Wow, I went on a long time about Gilgamesh, didn’t I? But it’s that wonderful. It completely avoids the hero cycle of the Western tradition. Rather like A Wizard of Earthsea by Ursula K. Le Guin, who ignored Tolkien and told her own story of a young wizard who finds that one’s biggest enemy is themself—and we can’t kill our bad side, but have to live with it—the story comes off as fresh and sparkling, after a thousand tales of the One Man Who Can Save Us. No, this isn’t a story of becoming great, but of how even the greatest will die, and that our quest in life is to live well and love each other, not kill dragons for being dragons.

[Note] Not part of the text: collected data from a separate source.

//! Complication data source.
//!
//! The host runtime drives a data source through a handful of callbacks:
//! activation, deactivation, preview and data requests. Here those callbacks
//! are plain method calls; the caller supplies "now" and receives a payload,
//! with no state retained between calls.

use chrono::{DateTime, FixedOffset, Utc};

use crate::complication::{
    ComplicationData, ComplicationRequest, ComplicationText, ComplicationType, RangedValueData,
    TimeDifferenceStyle,
};
use crate::error::Result;
use crate::events::Event;
use crate::storage::Config;
use crate::window::DailyWindowCalculator;

pub const PREVIEW_VALUE: f64 = 4.0;
pub const PREVIEW_MIN: f64 = 0.0;
pub const PREVIEW_MAX: f64 = 10.0;
pub const PREVIEW_DESCRIPTION: &str = "Ranged Value version of Number.";

/// Callbacks a watch-face host invokes on a complication data source.
pub trait ComplicationDataSource: Send + Sync {
    /// A complication slot started using this source.
    fn on_activated(&self, instance_id: i32, complication_type: ComplicationType) -> Event;

    /// A complication slot stopped using this source.
    fn on_deactivated(&self, instance_id: i32) -> Event;

    /// Static example data for the watch-face editor.
    fn preview_data(&self, complication_type: ComplicationType) -> ComplicationData;

    /// Live data for `request` at `now`, or `None` when the requested type
    /// is not supported or no payload can be built for `now`.
    fn on_request(
        &self,
        request: &ComplicationRequest,
        now: DateTime<FixedOffset>,
    ) -> Option<ComplicationData>;

    /// Answer a request and record it as an [`Event::DataRequested`].
    fn handle_request(
        &self,
        request: &ComplicationRequest,
        now: DateTime<FixedOffset>,
    ) -> (Option<ComplicationData>, Event) {
        let data = self.on_request(request, now);
        let event = Event::DataRequested {
            instance_id: request.instance_id,
            complication_type: request.complication_type,
            served: data.is_some(),
            at: now.with_timezone(&Utc),
        };
        (data, event)
    }
}

/// Ranged-value countdown to the next daily anchor.
///
/// The value is "now", the range is the current daily window, and the text
/// counts down to the window's end.
#[derive(Debug, Clone, Copy, Default, PartialEq, Eq)]
pub struct DailyCountdownSource {
    calculator: DailyWindowCalculator,
    style: TimeDifferenceStyle,
}

impl DailyCountdownSource {
    pub fn new(calculator: DailyWindowCalculator, style: TimeDifferenceStyle) -> Self {
        Self { calculator, style }
    }

    /// Build from a loaded config, validating the anchor.
    ///
    /// # Errors
    ///
    /// Returns [`crate::CoreError::InvalidConfiguration`] if the configured
    /// anchor is out of range.
    pub fn from_config(config: &Config) -> Result<Self> {
        Ok(Self::new(config.calculator()?, config.countdown.style))
    }

    pub fn calculator(&self) -> &DailyWindowCalculator {
        &self.calculator
    }

    pub fn style(&self) -> TimeDifferenceStyle {
        self.style
    }

    fn ranged_value(&self, now: DateTime<FixedOffset>) -> Option<ComplicationData> {
        let window = match self.calculator.compute_window(&now) {
            Ok(window) => window,
            Err(e) => {
                tracing::warn!(error = %e, "no daily window for request");
                return None;
            }
        };
        let description = format!("Time until {}", self.calculator.anchor());
        match RangedValueData::new(
            window.progress_value_ms() as f64,
            window.range_min_ms() as f64,
            window.range_max_ms() as f64,
            description,
        ) {
            Ok(data) => Some(ComplicationData::RangedValue(data.with_text(
                ComplicationText::countdown(self.style, window.range_max_ms()),
            ))),
            Err(e) => {
                tracing::error!(error = %e, "daily window produced an invalid ranged value");
                None
            }
        }
    }
}

impl ComplicationDataSource for DailyCountdownSource {
    fn on_activated(&self, instance_id: i32, complication_type: ComplicationType) -> Event {
        tracing::debug!(instance_id, %complication_type, "complication activated");
        Event::ComplicationActivated {
            instance_id,
            complication_type,
            at: Utc::now(),
        }
    }

    fn on_deactivated(&self, instance_id: i32) -> Event {
        tracing::debug!(instance_id, "complication deactivated");
        Event::ComplicationDeactivated {
            instance_id,
            at: Utc::now(),
        }
    }

    fn preview_data(&self, complication_type: ComplicationType) -> ComplicationData {
        tracing::trace!(%complication_type, "preview requested");
        ComplicationData::RangedValue(RangedValueData {
            value: PREVIEW_VALUE,
            min: PREVIEW_MIN,
            max: PREVIEW_MAX,
            content_description: PREVIEW_DESCRIPTION.to_string(),
            text: None,
        })
    }

    fn on_request(
        &self,
        request: &ComplicationRequest,
        now: DateTime<FixedOffset>,
    ) -> Option<ComplicationData> {
        match request.complication_type {
            ComplicationType::RangedValue => self.ranged_value(now),
            other => {
                tracing::warn!(
                    instance_id = request.instance_id,
                    complication_type = %other,
                    "unexpected complication type"
                );
                None
            }
        }
    }
}
pub mod complication;
pub mod config;
pub mod window;

use chrono::{DateTime, FixedOffset, Local};
use daywindow_core::{Config, DailyAnchor};

/// Parse `--at` as RFC 3339, defaulting to the local wall clock.
pub fn resolve_now(at: Option<&str>) -> Result<DateTime<FixedOffset>, Box<dyn std::error::Error>> {
    match at {
        Some(s) => DateTime::parse_from_rfc3339(s)
            .map_err(|e| format!("invalid --at '{s}': {e}").into()),
        None => Ok(Local::now().fixed_offset()),
    }
}

/// Load config, letting `--anchor HH:MM` override the stored anchor.
pub fn load_config(anchor: Option<&str>) -> Result<Config, Box<dyn std::error::Error>> {
    let mut config = Config::load()?;
    if let Some(s) = anchor {
        let anchor: DailyAnchor = s.parse()?;
        config.anchor.hour = anchor.hour();
        config.anchor.minute = anchor.minute();
    }
    Ok(config)
}
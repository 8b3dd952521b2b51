//! Integration tests for config persistence and the countdown data source.

use chrono::{FixedOffset, TimeZone};
use daywindow_core::{
    ComplicationData, ComplicationDataSource, ComplicationRequest, ComplicationType, Config,
    DailyCountdownSource, TimeDifferenceStyle,
};

#[test]
fn test_missing_config_file_is_created_with_defaults() {
    let dir = tempfile::tempdir().unwrap();
    let path = dir.path().join("config.toml");

    let cfg = Config::load_from(&path).unwrap();
    assert_eq!(cfg, Config::default());
    assert!(path.exists());

    let content = std::fs::read_to_string(&path).unwrap();
    assert!(content.contains("hour = 22"));
}

#[test]
fn test_config_changes_survive_reload() {
    let dir = tempfile::tempdir().unwrap();
    let path = dir.path().join("config.toml");

    let mut cfg = Config::load_from(&path).unwrap();
    cfg.set("anchor.hour", "18").unwrap();
    cfg.set("countdown.style", "words_single_unit").unwrap();
    cfg.save_to(&path).unwrap();

    let reloaded = Config::load_from(&path).unwrap();
    assert_eq!(reloaded.anchor.hour, 18);
    assert_eq!(reloaded.countdown.style, TimeDifferenceStyle::WordsSingleUnit);
}

#[test]
fn test_hand_edited_invalid_anchor_is_rejected_on_load() {
    let dir = tempfile::tempdir().unwrap();
    let path = dir.path().join("config.toml");
    std::fs::write(&path, "[anchor]\nhour = 24\nminute = 0\n").unwrap();

    let err = Config::load_from(&path).unwrap_err();
    assert!(err.is_invalid_configuration());
}

#[test]
fn test_garbage_config_is_a_load_failure() {
    let dir = tempfile::tempdir().unwrap();
    let path = dir.path().join("config.toml");
    std::fs::write(&path, "anchor = [[[").unwrap();

    let err = Config::load_from(&path).unwrap_err();
    assert!(err.to_string().contains("Failed to load configuration"));
}

#[test]
fn test_source_from_config_serves_countdown() {
    let mut cfg = Config::default();
    cfg.set("anchor.hour", "7").unwrap();
    cfg.set("countdown.style", "short_single_unit").unwrap();
    let source = DailyCountdownSource::from_config(&cfg).unwrap();

    // 05:00 at UTC-5, two hours before the anchor
    let now = FixedOffset::west_opt(5 * 3600)
        .unwrap()
        .with_ymd_and_hms(2025, 1, 10, 5, 0, 0)
        .unwrap();
    let request = ComplicationRequest::new(42, ComplicationType::RangedValue);
    let (data, event) = source.handle_request(&request, now);

    let ComplicationData::RangedValue(ranged) = data.unwrap();
    assert_eq!(ranged.max - ranged.value, 2.0 * 3_600_000.0);
    assert_eq!(ranged.text.unwrap().render(now.timestamp_millis()), "2h");
    assert_eq!(event.instance_id(), 42);

    let json = serde_json::to_value(&event).unwrap();
    assert_eq!(json["type"], "DataRequested");
    assert_eq!(json["served"], true);
}

#[test]
fn test_only_ranged_value_is_served() {
    let source = DailyCountdownSource::default();
    let now = FixedOffset::east_opt(0)
        .unwrap()
        .with_ymd_and_hms(2025, 1, 10, 12, 0, 0)
        .unwrap();
    for ty in ComplicationType::ALL {
        let data = source.on_request(&ComplicationRequest::new(1, ty), now);
        assert_eq!(data.is_some(), ty == ComplicationType::RangedValue, "type {ty}");
    }
}
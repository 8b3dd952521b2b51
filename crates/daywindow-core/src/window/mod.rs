mod anchor;
mod calculator;

pub use anchor::{DailyAnchor, DEFAULT_ANCHOR_HOUR, DEFAULT_ANCHOR_MINUTE};
pub use calculator::{compute_window, DailyWindowCalculator, TimeWindow, WindowSnapshot};
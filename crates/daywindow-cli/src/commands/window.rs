use clap::Args;

use super::{load_config, resolve_now};

#[derive(Args)]
pub struct WindowArgs {
    /// Instant to compute for (RFC 3339); defaults to now
    #[arg(long)]
    pub at: Option<String>,
    /// Anchor time HH:MM; defaults to the configured anchor
    #[arg(long)]
    pub anchor: Option<String>,
}

pub fn run(args: WindowArgs) -> Result<(), Box<dyn std::error::Error>> {
    let config = load_config(args.anchor.as_deref())?;
    let calculator = config.calculator()?;
    let now = resolve_now(args.at.as_deref())?;

    let window = calculator.compute_window(&now)?;
    println!("{}", serde_json::to_string_pretty(&window.snapshot())?);
    Ok(())
}
//! Host-facing complication data model.
//!
//! These types mirror what a watch-face runtime exchanges with a data source:
//! the requested complication kind, the payload returned for it, and the text
//! (plain or countdown) rendered next to the value.

mod data;
mod text;
mod types;

pub use data::{ComplicationData, RangedValueData};
pub use text::{ComplicationText, TimeDifferenceStyle};
pub use types::{ComplicationRequest, ComplicationType};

So, trust me. Read the Stephen Mitchell version of Gilgamesh. I loved it.
This felt like a car ride story in the best way. That illustration, when I saw it posted on IG, is so dear I had to open email to get here and read this. It was a while before I was done looking at the picture. But when I read, you told it like my best teachers taught their subjects. That's Latin class Ides of March bloody sword cake category, through a text medium, without actual cake. That's pretty good.
How strange! I just bought that book 3wks ago and haven’t started it yet. But I definitely will be reading it. Thanks for the essay version.